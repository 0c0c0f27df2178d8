//! Game configuration

use asterax_engine::physics::PlayArea;
use asterax_engine::Config;
use serde::{Deserialize, Serialize};
use std::path::Path;

use crate::error::GameError;

/// Game configuration
#[derive(Debug, Clone, PartialEq, Serialize, Deserialize, Default)]
#[serde(default)]
pub struct GameConfig {
    /// Gameplay settings
    pub gameplay: GameplayConfig,

    /// Respawn point search settings
    pub respawn: RespawnConfig,

    /// Asteroid spawning and splitting
    pub asteroids: AsteroidsConfig,

    /// Play area
    pub bounds: PlayArea,
}

/// Gameplay configuration
#[derive(Debug, Clone, PartialEq, Serialize, Deserialize)]
#[serde(default)]
pub struct GameplayConfig {
    /// Starting number of jumps
    pub max_jumps: u32,

    /// Parent asteroids spawned at level start
    pub initial_asteroid_count: u32,

    /// Closest an initial asteroid may spawn to the ship
    pub min_asteroid_distance_from_ship: f32,

    /// Seconds between losing a jump and reappearing
    pub respawn_delay: f32,

    /// Seconds between game over and the scene reload
    pub game_over_reload_delay: f32,

    /// Ship speed at full axis deflection
    pub ship_speed: f32,

    /// Ship collision radius
    pub ship_radius: f32,

    /// Bullet speed
    pub bullet_speed: f32,

    /// Bullet lifetime (seconds)
    pub bullet_lifetime: f32,
}

impl Default for GameplayConfig {
    fn default() -> Self {
        Self {
            max_jumps: 3,
            initial_asteroid_count: 3,
            min_asteroid_distance_from_ship: 5.0,
            respawn_delay: 2.0,
            game_over_reload_delay: 4.0,
            ship_speed: 10.0,
            ship_radius: 0.5,
            bullet_speed: 20.0,
            bullet_lifetime: 2.0,
        }
    }
}

/// Respawn point search tuning
#[derive(Debug, Clone, PartialEq, Serialize, Deserialize)]
#[serde(default)]
pub struct RespawnConfig {
    /// Candidates tried before giving up and keeping the last one
    pub max_attempts: u32,

    /// Fraction of the play area candidates are drawn from
    pub spawn_area_fraction: f32,

    /// Separation below which a pass counts as a hit
    pub min_separation: f32,

    /// How far ahead (seconds) an approach counts as a threat
    pub prediction_horizon: f32,
}

impl Default for RespawnConfig {
    fn default() -> Self {
        Self {
            max_attempts: 20,
            spawn_area_fraction: 0.8,
            min_separation: 0.3,
            prediction_horizon: 3.0,
        }
    }
}

/// Asteroid spawning and splitting
#[derive(Debug, Clone, PartialEq, Serialize, Deserialize)]
#[serde(default)]
pub struct AsteroidsConfig {
    /// Size of parent asteroids spawned at level start
    pub initial_size: u32,

    /// Smaller asteroids attached to each asteroid above size 1
    pub children_per_split: u32,

    /// Slowest launch speed
    pub min_velocity: f32,

    /// Fastest launch speed
    pub max_velocity: f32,

    /// World radius per unit of size
    pub radius_per_size: f32,

    /// Points awarded, indexed by asteroid size
    pub points_for_size: Vec<u32>,
}

impl Default for AsteroidsConfig {
    fn default() -> Self {
        Self {
            initial_size: 3,
            children_per_split: 2,
            min_velocity: 0.5,
            max_velocity: 2.0,
            radius_per_size: 0.375,
            points_for_size: vec![0, 400, 200, 100],
        }
    }
}

impl AsteroidsConfig {
    /// Points for destroying an asteroid of `size`; 0 for sizes outside the table
    pub fn points_for(&self, size: u32) -> u32 {
        self.points_for_size
            .get(size as usize)
            .copied()
            .unwrap_or(0)
    }
}

impl Config for GameConfig {}

impl GameConfig {
    /// Load configuration from `path`, or defaults if it does not exist
    pub fn load_or_default(path: impl AsRef<Path>) -> Result<Self, GameError> {
        let config = <Self as Config>::load_or_default(path)?;
        config.validate()?;
        Ok(config)
    }

    /// Check value ranges
    pub fn validate(&self) -> Result<(), GameError> {
        let gameplay = &self.gameplay;
        if gameplay.ship_speed <= 0.0 {
            return Err(GameError::InvalidConfig("ship_speed must be positive".to_string()));
        }
        if gameplay.respawn_delay < 0.0 || gameplay.game_over_reload_delay < 0.0 {
            return Err(GameError::InvalidConfig("delays must not be negative".to_string()));
        }
        if gameplay.bullet_lifetime <= 0.0 {
            return Err(GameError::InvalidConfig("bullet_lifetime must be positive".to_string()));
        }

        let respawn = &self.respawn;
        if respawn.max_attempts == 0 {
            return Err(GameError::InvalidConfig(
                "respawn.max_attempts must be at least 1".to_string(),
            ));
        }
        if !(respawn.spawn_area_fraction > 0.0 && respawn.spawn_area_fraction <= 1.0) {
            return Err(GameError::InvalidConfig(
                "respawn.spawn_area_fraction must be in (0, 1]".to_string(),
            ));
        }

        let asteroids = &self.asteroids;
        if asteroids.initial_size == 0 {
            return Err(GameError::InvalidConfig(
                "asteroids.initial_size must be at least 1".to_string(),
            ));
        }
        if asteroids.points_for_size.len() <= asteroids.initial_size as usize {
            return Err(GameError::InvalidConfig(format!(
                "asteroids.points_for_size needs an entry for every size up to {}",
                asteroids.initial_size
            )));
        }
        if asteroids.min_velocity < 0.0 || asteroids.min_velocity > asteroids.max_velocity {
            return Err(GameError::InvalidConfig(
                "asteroids velocity range must satisfy 0 <= min <= max".to_string(),
            ));
        }

        if !self.bounds.is_well_formed() {
            return Err(GameError::InvalidConfig("bounds min must not exceed max".to_string()));
        }

        Ok(())
    }
}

## Directions for this task:
Copy out the material in its entirety. Keep it exact.

## Task result:
repository 0c0c0f27df2178d8
//! Game configuration

use asterax_engine::physics::PlayArea;
use asterax_engine::Config;
use serde::{Deserialize, Serialize};
use std::path::Path;

use crate::error::GameError;

/// Game configuration
#[derive(Debug, Clone, PartialEq, Serialize, Deserialize, Default)]
#[serde(default)]
pub struct GameConfig {
    /// Gameplay settings
    pub gameplay: GameplayConfig,

    /// Respawn point search settings
    pub respawn: RespawnConfig,

    /// Asteroid spawning and splitting
    pub asteroids: AsteroidsConfig,

    /// Play area
    pub bounds: PlayArea,
}

/// Gameplay configuration
#[derive(Debug, Clone, PartialEq, Serialize, Deserialize)]
#[serde(default)]
pub struct GameplayConfig {
    /// Starting number of jumps
    pub max_jumps: u32,

    /// Parent asteroids spawned at level start
    pub initial_asteroid_count: u32,

    /// Closest an initial asteroid may spawn to the ship
    pub min_asteroid_distance_from_ship: f32,

    /// Seconds between losing a jump and reappearing
    pub respawn_delay: f32,

    /// Seconds between game over and the scene reload
    pub game_over_reload_delay: f32,

    /// Ship speed at full axis deflection
    pub ship_speed: f32,

    /// Ship collision radius
    pub ship_radius: f32,

    /// Bullet speed
    pub bullet_speed: f32,

    /// Bullet lifetime (seconds)
    pub bullet_lifetime: f32,
}

impl Default for GameplayConfig {
    fn default() -> Self {
        Self {
            max_jumps: 3,
            initial_asteroid_count: 3,
            min_asteroid_distance_from_ship: 5.0,
            respawn_delay: 2.0,
            game_over_reload_delay: 4.0,
            ship_speed: 10.0,
            ship_radius: 0.5,
            bullet_speed: 20.0,
            bullet_lifetime: 2.0,
        }
    }
}

/// Respawn point search tuning
#[derive(Debug, Clone, PartialEq, Serialize, Deserialize)]
#[serde(default)]
pub struct RespawnConfig {
    /// Candidates tried before giving up and keeping the last one
    pub max_attempts: u32,

    /// Fraction of the play area candidates are drawn from
    pub spawn_area_fraction: f32,

    /// Separation below which a pass counts as a hit
    pub min_separation: f32,

    /// How far ahead (seconds) an approach counts as a threat
    pub prediction_horizon: f32,
}

impl Default for RespawnConfig {
    fn default() -> Self {
        Self {
            max_attempts: 20,
            spawn_area_fraction: 0.8,
            min_separation: 0.3,
            prediction_horizon: 3.0,
        }
    }
}

/// Asteroid spawning and splitting
#[derive(Debug, Clone, PartialEq, Serialize, Deserialize)]
#[serde(default)]
pub struct AsteroidsConfig {
    /// Size of parent asteroids spawned at level start
    pub initial_size: u32,

    /// Smaller asteroids attached to each asteroid above size 1
    pub children_per_split: u32,

    /// Slowest launch speed
    pub min_velocity: f32,

    /// Fastest launch speed
    pub max_velocity: f32,

    /// World radius per unit of size
    pub radius_per_size: f32,

    /// Points awarded, indexed by asteroid size
    pub points_for_size: Vec<u32>,
}

impl Default for AsteroidsConfig {
    fn default() -> Self {
        Self {
            initial_size: 3,
            children_per_split: 2,
            min_velocity: 0.5,
            max_velocity: 2.0,
            radius_per_size: 0.375,
            points_for_size: vec![0, 400, 200, 100],
        }
    }
}

impl AsteroidsConfig {
    /// Points for destroying an asteroid of `size`; 0 for sizes outside the table
    pub fn points_for(&self, size: u32) -> u32 {
        self.points_for_size
            .get(size as usize)
            .copied()
            .unwrap_or(0)
    }
}

impl Config for GameConfig {}

impl GameConfig {
    /// Load configuration from `path`, or defaults if it does not exist
    pub fn load_or_default(path: impl AsRef<Path>) -> Result<Self, GameError> {
        let config = <Self as Config>::load_or_default(path)?;
        config.validate()?;
        Ok(config)
    }

    /// Check value ranges
    pub fn validate(&self) -> Result<(), GameError> {
        let gameplay = &self.gameplay;
        if gameplay.ship_speed <= 0.0 {
            return Err(GameError::InvalidConfig("ship_speed must be positive".to_string()));
        }
        if gameplay.respawn_delay < 0.0 || gameplay.game_over_reload_delay < 0.0 {
            return Err(GameError::InvalidConfig("delays must not be negative".to_string()));
        }
        if gameplay.bullet_lifetime <= 0.0 {
            return Err(GameError::InvalidConfig("bullet_lifetime must be positive".to_string()));
        }

        let respawn = &self.respawn;
        if respawn.max_attempts == 0 {
            return Err(GameError::InvalidConfig(
                "respawn.max_attempts must be at least 1".to_string(),
            ));
        }
        if !(respawn.spawn_area_fraction > 0.0 && respawn.spawn_area_fraction <= 1.0) {
            return Err(GameError::InvalidConfig(
                "respawn.spawn_area_fraction must be in (0, 1]".to_string(),
            ));
        }

        let asteroids = &self.asteroids;
        if asteroids.initial_size == 0 {
            return Err(GameError::InvalidConfig(
                "asteroids.initial_size must be at least 1".to_string(),
            ));
        }
        if asteroids.points_for_size.len() <= asteroids.initial_size as usize {
            return Err(GameError::InvalidConfig(format!(
                "asteroids.points_for_size needs an entry for every size up to {}",
                asteroids.initial_size
            )));
        }
        if asteroids.min_velocity < 0.0 || asteroids.min_velocity > asteroids.max_velocity {
            return Err(GameError::InvalidConfig(
                "asteroids velocity range must satisfy 0 <= min <= max".to_string(),
            ));
        }

        if !self.bounds.is_well_formed() {
            return Err(GameError::InvalidConfig("bounds min must not exceed max".to_string()));
        }

        Ok(())
    }
}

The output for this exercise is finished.